Epithelial to mesenchymal plasticity in the ventral forebrain

How, when and where are cells specified to different fates during embryogenesis to form functional organs? Specification of the neural tuberal hypothalamus has long been thought to occur through a patterning mechanism, mediated by graded morphogen signals. Furthermore, tuberal hypothalamic cells are classically thought to be distinct in lineage from endoderm. Our work challenges these ideas. Previously we showed that tuberal specification is linked to growth, tuberal cells generated as a wave of BMP signalling sweeps through hypothalamic floor plate-like (HypFP) cells. Pilot studies, including scRNA-seq studies, multiplex HCR, fate-mapping and analyses of cell behaviours in static images, indicate that HypFP cells may contribute cells to the tuberal progenitor region, Rathke’s pouch and the foregut.
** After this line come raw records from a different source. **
impl ServerRegistry {
    /// Create a registry with its own metrics collector.
    pub fn new(config: &BalancerConfig, connector: Arc<dyn Connector>) -> Arc<Self> {
        Self::with_metrics(config, connector, MetricsCollector::new())
    }

    /// Create a registry reporting into `metrics`.
    pub fn with_metrics(
        config: &BalancerConfig,
        connector: Arc<dyn Connector>,
        metrics: MetricsCollector,
    ) -> Arc<Self> {
        Arc::new_cyclic(|registry: &Weak<Self>| {
            let registry = registry.clone();
            let reporter: HealthReporter =
                Arc::new(move |id: &str, generation: u64, status: HealthStatus| {
                    if let Some(registry) = registry.upgrade() {
                        registry.report_health(id, generation, status);
                    }
                });

            let settings = ProbeSettings {
                interval: config.health_check_interval,
                timeout: config.health_check_timeout,
            };

            Self {
                state: RwLock::new(RegistryState {
                    servers: Vec::new(),
                    sessions: SessionTable::new(config.session_timeout),
                }),
                strategy: algorithms::build(config.strategy),
                algorithm: config.strategy,
                sticky_session: config.sticky_session,
                connector,
                checker: HealthChecker::new(settings, reporter, metrics.clone()),
                metrics,
                generations: AtomicU64::new(0),
            }
        })
    }

    /// Register a server, connect to it and start monitoring its health.
    ///
    /// The server starts out `Unknown` and is not selectable until its first
    /// probe reports it healthy.
    pub async fn add_server(
        &self,
        id: impl Into<String>,
        address: impl Into<String>,
        port: u16,
        weight: u32,
    ) -> Result<()> {
        let id = id.into();
        let address = address.into();

        if self.contains(&id) {
            return Err(LbError::AlreadyExists(id));
        }

        let connection = self
            .connector
            .connect(&address, port)
            .await
            .map_err(|source| LbError::Connect {
                id: id.clone(),
                source,
            })?;

        let inserted = {
            let mut state = self.state.write();
            if state.servers.iter().any(|s| s.id() == id) {
                false
            } else {
                let generation = self.generations.fetch_add(1, Ordering::Relaxed);
                state.servers.push(Server::new(
                    id.clone(),
                    generation,
                    address.clone(),
                    port,
                    weight,
                    Arc::clone(&connection),
                ));
                // Started under the lock so a concurrent removal always finds the monitor.
                self.checker.start(&id, generation, Arc::clone(&connection));
                true
            }
        };

        if !inserted {
            connection.close().await;
            return Err(LbError::AlreadyExists(id));
        }

        self.metrics.set_server_connections(&id, 0);
        info!(server_id = %id, address = %address, port, weight, "added server");
        Ok(())
    }

    /// Remove a server.
    ///
    /// Its health monitor is detached together with the server, so the id
    /// can be registered again right away. The monitor (including any forced
    /// check it is running) is awaited before the connection is closed, and
    /// every session bound to the server is dropped.
    pub async fn remove_server(&self, id: &str) -> Result<()> {
        let (server, sessions, monitor) = {
            let mut state = self.state.write();
            let pos = state
                .servers
                .iter()
                .position(|s| s.id() == id)
                .ok_or_else(|| LbError::NotFound(id.to_string()))?;
            let server = state.servers.remove(pos);
            let sessions = state.sessions.remove_server(id);
            (server, sessions, self.checker.detach(id))
        };

        if let Some(monitor) = monitor {
            monitor.join(id).await;
        }
        server.connection().close().await;
        self.metrics.remove_server(id);

        info!(server_id = %id, dropped_sessions = sessions, "removed server");
        Ok(())
    }

    /// Pick a healthy server for a call.
    ///
    /// With sticky sessions enabled and a non-empty `session_id`, a live
    /// binding to a healthy server wins; otherwise the strategy picks among
    /// healthy servers and the session is (re)bound to the result.
    pub fn select(&self, session_id: Option<&str>) -> Result<SelectedServer> {
        let session_id = session_id.filter(|s| self.sticky_session && !s.is_empty());

        let selected = match session_id {
            Some(session_id) => {
                let mut state = self.state.write();
                self.select_sticky(&mut state, session_id, Instant::now())
            }
            None => {
                let state = self.state.read();
                self.select_healthy(&state.servers)
            }
        }?;

        self.metrics.record_selection(selected.id());
        Ok(selected)
    }

    fn select_sticky(
        &self,
        state: &mut RegistryState,
        session_id: &str,
        now: Instant,
    ) -> Result<SelectedServer> {
        if let Some(server_id) = state.sessions.lookup(session_id, now).map(str::to_owned) {
            let bound = state
                .servers
                .iter()
                .find(|s| s.id() == server_id && s.is_healthy())
                .map(SelectedServer::from);

            match bound {
                Some(server) => {
                    state.sessions.touch(session_id, now);
                    debug!(session_id, server_id = %server.id(), "reusing sticky session");
                    return Ok(server);
                }
                None => {
                    debug!(session_id, server_id = %server_id, "sticky server gone or unhealthy");
                    state.sessions.remove(session_id);
                }
            }
        }

        let server = self.select_healthy(&state.servers)?;
        state.sessions.bind(session_id, server.id(), now);
        Ok(server)
    }

    fn select_healthy(&self, servers: &[Server]) -> Result<SelectedServer> {
        let healthy: Vec<&Server> = servers.iter().filter(|s| s.is_healthy()).collect();
        if healthy.is_empty() {
            warn!(total = servers.len(), "no healthy servers available");
            return Err(LbError::Unavailable);
        }

        let candidates: Vec<Candidate> = healthy
            .iter()
            .map(|s| Candidate {
                weight: s.weight(),
                connections: s.connections(),
            })
            .collect();

        let idx = self
            .strategy
            .select(&candidates)
            .ok_or(LbError::Unavailable)?;
        let server = healthy[idx];

        debug!(server_id = %server.id(), strategy = %self.algorithm, "selected server");
        Ok(SelectedServer::from(server))
    }

    /// Count a call starting on `id`. No-op for unknown servers.
    pub fn increment_connections(&self, id: &str) {
        let state = self.state.read();
        if let Some(server) = state.servers.iter().find(|s| s.id() == id) {
            let count = server.increment_connections();
            self.metrics.set_server_connections(id, count);
        }
    }

    /// Count a call finishing on `id`, clamping at zero. No-op for unknown servers.
    pub fn decrement_connections(&self, id: &str) {
        let state = self.state.read();
        if let Some(server) = state.servers.iter().find(|s| s.id() == id) {
            let count = server.decrement_connections();
            self.metrics.set_server_connections(id, count);
        }
    }

    /// Count a call starting on the server instance owning `count`.
    pub(crate) fn call_started(&self, id: &str, count: &ConnectionCount) {
        let state = self.state.read();
        let value = count.increment();
        self.publish_connections(&state.servers, id, count, value);
    }

    /// Count a call finishing on the server instance owning `count`.
    ///
    /// Settles against that instance even if `id` now names another one.
    pub(crate) fn call_finished(&self, id: &str, count: &ConnectionCount) {
        let state = self.state.read();
        let value = count.decrement();
        self.publish_connections(&state.servers, id, count, value);
    }

    fn publish_connections(
        &self,
        servers: &[Server],
        id: &str,
        count: &ConnectionCount,
        value: u64,
    ) {
        let current = servers
            .iter()
            .any(|s| s.id() == id && s.connection_count().same_instance(count));
        if current {
            self.metrics.set_server_connections(id, value);
        }
    }

    /// Calls in flight on `id`.
    pub fn connections(&self, id: &str) -> Option<u64> {
        let state = self.state.read();
        state
            .servers
            .iter()
            .find(|s| s.id() == id)
            .map(Server::connections)
    }

    /// Set the health of `id`.
    ///
    /// Only an actual transition moves the server's last-change timestamp.
    pub fn update_health(&self, id: &str, status: HealthStatus) {
        self.apply_health(id, None, status);
    }

    /// Health report from the monitor of generation `generation` of `id`.
    ///
    /// Ignored unless that generation is still the registered one.
    pub(crate) fn report_health(&self, id: &str, generation: u64, status: HealthStatus) {
        self.apply_health(id, Some(generation), status);
    }

    fn apply_health(&self, id: &str, generation: Option<u64>, status: HealthStatus) {
        let mut state = self.state.write();
        let Some(server) = state
            .servers
            .iter_mut()
            .find(|s| s.id() == id && generation.is_none_or(|g| s.generation() == g))
        else {
            debug!(
                server_id = %id,
                ?generation,
                %status,
                "health report for unknown server ignored"
            );
            return;
        };

        let previous = server.health();
        if !server.set_health(status) {
            return;
        }

        self.metrics.set_server_health(id, status);
        match status {
            HealthStatus::Healthy => {
                info!(server_id = %id, from = %previous, "server marked healthy")
            }
            _ => warn!(server_id = %id, from = %previous, to = %status, "server health changed"),
        }
    }

    /// Current health of `id`.
    pub fn health(&self, id: &str) -> Option<HealthStatus> {
        let state = self.state.read();
        state
            .servers
            .iter()
            .find(|s| s.id() == id)
            .map(Server::health)
    }

    /// Live sticky binding for `session_id`, if any.
    pub fn session(&self, session_id: &str) -> Option<Session> {
        let now = Instant::now();
        let state = self.state.read();
        state
            .sessions
            .get(session_id)
            .filter(|s| !s.is_expired(now, state.sessions.timeout()))
            .cloned()
    }

    /// Probe `id` now and wait for the result.
    pub async fn force_health_check(&self, id: &str) -> Result<HealthStatus> {
        self.checker.force_check(id).await
    }

    /// Probe every server now. Returns how many were probed.
    pub async fn force_health_check_all(&self) -> usize {
        self.checker.force_check_all().await
    }

    pub fn set_health_check_interval(&self, interval: Duration) {
        self.checker.set_interval(interval);
    }

    pub fn set_health_check_timeout(&self, timeout: Duration) {
        self.checker.set_timeout(timeout);
    }

    pub fn health_checker(&self) -> &HealthChecker {
        &self.checker
    }

    pub fn metrics(&self) -> &MetricsCollector {
        &self.metrics
    }

    pub fn algorithm(&self) -> Algorithm {
        self.algorithm
    }

    pub fn contains(&self, id: &str) -> bool {
        self.state.read().servers.iter().any(|s| s.id() == id)
    }

    /// Server ids in registration order.
    pub fn server_ids(&self) -> Vec<String> {
        self.state
            .read()
            .servers
            .iter()
            .map(|s| s.id().to_string())
            .collect()
    }

    pub fn len(&self) -> usize {
        self.state.read().servers.len()
    }

    pub fn is_empty(&self) -> bool {
        self.len() == 0
    }

    /// Consistent snapshot of the pool, taken under one read lock.
    pub fn stats(&self) -> RegistryStats {
        let now = Instant::now();
        let state = self.state.read();

        let mut stats = RegistryStats {
            total_servers: state.servers.len(),
            healthy_servers: 0,
            unhealthy_servers: 0,
            unknown_servers: 0,
            total_connections: 0,
            strategy: self.algorithm,
            sticky_session: self.sticky_session,
            active_sessions: state.sessions.active(now),
            servers: Vec::with_capacity(state.servers.len()),
        };

        for server in &state.servers {
            match server.health() {
                HealthStatus::Healthy => stats.healthy_servers += 1,
                HealthStatus::Unhealthy => stats.unhealthy_servers += 1,
                HealthStatus::Unknown => stats.unknown_servers += 1,
            }
            let connections = server.connections();
            stats.total_connections += connections;
            stats.servers.push(ServerStats {
                id: server.id().to_string(),
                address: server.address().to_string(),
                port: server.port(),
                weight: server.weight(),
                connections,
                health: server.health(),
                since_health_change: now.saturating_duration_since(server.last_health_change()),
            });
        }

        stats
    }

    /// Overall pool health.
    pub fn health_summary(&self) -> HealthSummary {
        let state = self.state.read();
        let total = state.servers.len();
        let healthy = state.servers.iter().filter(|s| s.is_healthy()).count();

        let status = if healthy == 0 {
            PoolHealth::Unhealthy
        } else if healthy < total {
            PoolHealth::Degraded
        } else {
            PoolHealth::Healthy
        };

        HealthSummary {
            status,
            healthy_servers: healthy,
            total_servers: total,
            health_percentage: if total == 0 {
                0.0
            } else {
                healthy as f64 / total as f64 * 100.0
            },
        }
    }

    /// Stop every monitor, close every connection and forget all servers
    /// and sessions.
    pub async fn close(&self) {
        self.checker.shutdown().await;

        let servers = {
            let mut state = self.state.write();
            state.sessions.clear();
            std::mem::take(&mut state.servers)
        };

        for server in &servers {
            server.connection().close().await;
            self.metrics.remove_server(server.id());
        }

        info!(servers = servers.len(), "registry closed");
    }
}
Here we will take a multi-pronged in vivo and ex vivo approach in the chick embryo, including clonal lineage analysis, live-imaging, and functional studies to ask: Do HypFP cells demonstrate epithelial-to-mesenchymal plasticity, enabling them/their descendants to migrate? How do candidate molecules - in particular those in a TGFβ signalling network - direct HypFP/downstream progenitor programmes, influence their epithelial characteristics and support alternate fates? When and where are distinct fates specified in HypFP-derived cells?